▸ **Task requirements**
Using the records below, count the lines containing "Warning" and give only the total.

Records for this exercise START

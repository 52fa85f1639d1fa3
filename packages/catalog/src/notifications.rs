//! Transient user-facing notices ("toasts").

#[derive(Clone, Copy, Debug, PartialEq, Eq)]
pub enum NoticeLevel {
    Info,
    Success,
    Warning,
    Error,
}

#[derive(Clone, Debug, PartialEq)]
pub struct Notification {
    pub level: NoticeLevel,
    pub message: String,
}

/// Queue of notices waiting to be shown.
#[derive(Clone, Debug, Default)]
pub struct Notifications {
    entries: Vec<Notification>,
}

impl Notifications {
    pub fn push(&mut self, level: NoticeLevel, message: &str) {
        match level {
            NoticeLevel::Error | NoticeLevel::Warning => tracing::warn!("{}", message),
            NoticeLevel::Success | NoticeLevel::Info => tracing::info!("{}", message),
        }
        self.entries.push(Notification {
            level,
            message: message.to_string(),
        });
    }

    /// Hand all pending notices to the caller.
    pub fn drain(&mut self) -> Vec<Notification> {
        std::mem::take(&mut self.entries)
    }
}

#[cfg(test)]
mod tests {
    use super::*;

    #[test]
    fn test_drain_keeps_order_and_empties() {
        let mut notifications = Notifications::default();
        notifications.push(NoticeLevel::Error, "Failed to fetch product details");
        notifications.push(NoticeLevel::Warning, "Showing cached data.");

        let drained = notifications.drain();
        let levels: Vec<NoticeLevel> = drained.iter().map(|n| n.level).collect();
        assert_eq!(levels, vec![NoticeLevel::Error, NoticeLevel::Warning]);
        assert!(notifications.drain().is_empty());
    }
}
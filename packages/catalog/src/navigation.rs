//! Navigation capability handed to the orchestration layer.
//!
//! The HTTP client never redirects. When a call comes back as
//! [`api::ApiError::SessionExpired`] the controller or the auth flow asks its
//! [`Navigator`] to go to [`Route::Login`]; the presentation layer decides what
//! that means (a page load, a printed hint, ...).

use std::cell::RefCell;
use std::fmt;

use store::ProductId;

/// Screens the client can send the user to.
#[derive(Clone, Copy, Debug, PartialEq, Eq)]
pub enum Route {
    Login,
    Catalog,
    Product(ProductId),
}

impl fmt::Display for Route {
    fn fmt(&self, f: &mut fmt::Formatter<'_>) -> fmt::Result {
        match self {
            Route::Login => write!(f, "/login"),
            Route::Catalog => write!(f, "/dashboard"),
            Route::Product(id) => write!(f, "/dashboard/{id}"),
        }
    }
}

pub trait Navigator {
    fn navigate(&self, route: Route);
}

impl<T: Navigator + ?Sized> Navigator for &T {
    fn navigate(&self, route: Route) {
        (**self).navigate(route)
    }
}

/// Navigator that only remembers where it was asked to go.
#[derive(Debug, Default)]
pub struct RecordingNavigator {
    routes: RefCell<Vec<Route>>,
}

impl RecordingNavigator {
    pub fn new() -> Self {
        Self::default()
    }

    pub fn routes(&self) -> Vec<Route> {
        self.routes.borrow().clone()
    }

    pub fn last(&self) -> Option<Route> {
        self.routes.borrow().last().copied()
    }

    pub fn count(&self, route: Route) -> usize {
        self.routes.borrow().iter().filter(|r| **r == route).count()
    }
}

impl Navigator for RecordingNavigator {
    fn navigate(&self, route: Route) {
        tracing::debug!("navigate to {}", route);
        self.routes.borrow_mut().push(route);
    }
}
//! # API crate: HTTP client for the catalog service
//!
//! Every remote call the catalog client makes goes through [`ApiClient`]. It
//! knows the service origin, attaches the bearer token from the injected
//! [`SessionProvider`], and turns HTTP outcomes into [`ApiError`] values.
//!
//! ## Modules
//!
//! | Module | Purpose |
//! |--------|---------|
//! | [`client`] | [`ApiClient`]: public endpoints (`/token`, `/register`) and authenticated ones |
//! | [`error`] | [`ApiError`] taxonomy and the fallback messages for unreadable error bodies |
//!
//! ## Endpoints
//!
//! | Method | Path | Client method | Auth |
//! |--------|------|---------------|------|
//! | POST | `/token` | [`login`](ApiClient::login) | no (form-encoded) |
//! | POST | `/register` | [`register`](ApiClient::register) | no |
//! | GET | `/users/me` | [`current_user`](ApiClient::current_user), [`current_user_with_token`](ApiClient::current_user_with_token) | bearer |
//! | GET | `/products` | [`list_products`](ApiClient::list_products) | bearer |
//! | GET | `/my-products` | [`my_products`](ApiClient::my_products) | bearer |
//! | GET | `/products/{id}` | [`get_product`](ApiClient::get_product) | bearer |
//! | POST | `/assign-product` | [`assign_product`](ApiClient::assign_product) | bearer |
//! | DELETE | `/unassign-product/{id}` | [`unassign_product`](ApiClient::unassign_product) | bearer |
//!
//! The client never retries and never navigates. On a 401 from an
//! authenticated endpoint it clears the stored session and returns
//! [`ApiError::SessionExpired`]; deciding where to send the user is left to
//! the caller.

pub mod client;
pub mod error;

pub use client::ApiClient;
pub use error::ApiError;

pub use store::{
    ApiMessage, NewUser, Product, ProductId, Session, SessionProvider, TokenResponse, User,
};
//! # Domain models for users and catalog products
//!
//! Defines the data structures exchanged with the catalog service and kept in
//! client-side state. All types are `Serialize + Deserialize` and use the exact
//! field names of the wire format, so they can be decoded straight from a
//! response body or re-encoded into the persisted session record.
//!
//! ## Types
//!
//! | Struct | Represents |
//! |--------|-----------|
//! | [`User`] | The authenticated user's profile as returned by `/users/me`. Read-only on the client. |
//! | [`Product`] | A dataset offering in the catalog. `dataCategory` and `recordCount` keep their camelCase wire names. |
//! | [`ProductId`] | Server-assigned integer identity of a product. |
//! | [`NewUser`] | Registration payload for `/register`. |
//! | [`TokenResponse`] | Bearer token issued by `/token`. |
//! | [`ApiMessage`] | Acknowledgement body returned by assign/unassign. |
//! | [`ErrorBody`] | `{"detail": "..."}` error body produced by the service. |

use std::fmt;
use std::str::FromStr;

use serde::{Deserialize, Serialize};

/// User profile as reported by the catalog service.
#[derive(Clone, Debug, PartialEq, Eq, Serialize, Deserialize)]
pub struct User {
    pub username: String,
    #[serde(default, skip_serializing_if = "Option::is_none")]
    pub email: Option<String>,
    #[serde(default, skip_serializing_if = "Option::is_none")]
    pub full_name: Option<String>,
    #[serde(default, skip_serializing_if = "Option::is_none")]
    pub disabled: Option<bool>,
}

impl User {
    /// A user with only a username, as created by tests and fixtures.
    pub fn named(username: impl Into<String>) -> Self {
        Self {
            username: username.into(),
            email: None,
            full_name: None,
            disabled: None,
        }
    }

    /// Get display name, falling back to the username if no full name is set.
    pub fn display_name(&self) -> &str {
        self.full_name
            .as_deref()
            .filter(|name| !name.is_empty())
            .unwrap_or(&self.username)
    }
}

/// Server-assigned product identifier.
#[derive(Clone, Copy, Debug, PartialEq, Eq, Hash, PartialOrd, Ord, Serialize, Deserialize)]
#[serde(transparent)]
pub struct ProductId(pub i64);

impl fmt::Display for ProductId {
    fn fmt(&self, f: &mut fmt::Formatter<'_>) -> fmt::Result {
        write!(f, "{}", self.0)
    }
}

impl FromStr for ProductId {
    type Err = std::num::ParseIntError;

    fn from_str(s: &str) -> Result<Self, Self::Err> {
        s.trim().parse().map(ProductId)
    }
}

/// A dataset offering in the catalog.
#[derive(Clone, Debug, PartialEq, Eq, Serialize, Deserialize)]
pub struct Product {
    pub id: ProductId,
    pub name: String,
    /// Free-form category label: "Financial", "Contact", ...
    #[serde(rename = "dataCategory")]
    pub data_category: String,
    #[serde(rename = "recordCount")]
    pub record_count: u64,
    /// Ordered field names exposed by the dataset.
    #[serde(default)]
    pub fields: Vec<String>,
    #[serde(default, skip_serializing_if = "Option::is_none")]
    pub description: Option<String>,
}

/// Registration payload.
#[derive(Clone, Debug, PartialEq, Serialize, Deserialize)]
pub struct NewUser {
    pub username: String,
    pub email: Option<String>,
    pub full_name: Option<String>,
    pub password: String,
}

/// Bearer token issued in exchange for credentials.
#[derive(Clone, Debug, PartialEq, Serialize, Deserialize)]
pub struct TokenResponse {
    pub access_token: String,
    #[serde(default = "default_token_type")]
    pub token_type: String,
}

fn default_token_type() -> String {
    "bearer".to_string()
}

/// Plain acknowledgement returned by mutation endpoints.
#[derive(Clone, Debug, Default, PartialEq, Serialize, Deserialize)]
pub struct ApiMessage {
    #[serde(default)]
    pub message: String,
}

/// Error body produced by the service on non-2xx responses.
#[derive(Clone, Debug, Default, PartialEq, Serialize, Deserialize)]
pub struct ErrorBody {
    #[serde(default)]
    pub detail: Option<String>,
}
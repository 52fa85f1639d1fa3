//! Search and category filtering over product collections.
//!
//! Both functions are pure and make a full pass every time; nothing is cached
//! between calls.

use store::Product;

/// Products from `source` that match `term` and `category`.
///
/// A non-empty `term` keeps products whose name or category contains it,
/// ignoring case. A `category` keeps products whose category equals it
/// exactly. An empty term and no category return `source` unchanged.
pub fn filter_products(source: &[Product], term: &str, category: Option<&str>) -> Vec<Product> {
    let term = term.to_lowercase();
    source
        .iter()
        .filter(|product| {
            term.is_empty()
                || product.name.to_lowercase().contains(&term)
                || product.data_category.to_lowercase().contains(&term)
        })
        .filter(|product| category.map_or(true, |c| product.data_category == c))
        .cloned()
        .collect()
}

/// Distinct categories in first-seen order.
pub fn categories(all_products: &[Product]) -> Vec<String> {
    let mut seen: Vec<String> = Vec::new();
    for product in all_products {
        if !seen.iter().any(|c| *c == product.data_category) {
            seen.push(product.data_category.clone());
        }
    }
    seen
}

Records for this exercise END

▸ **Solution for this exercise**
4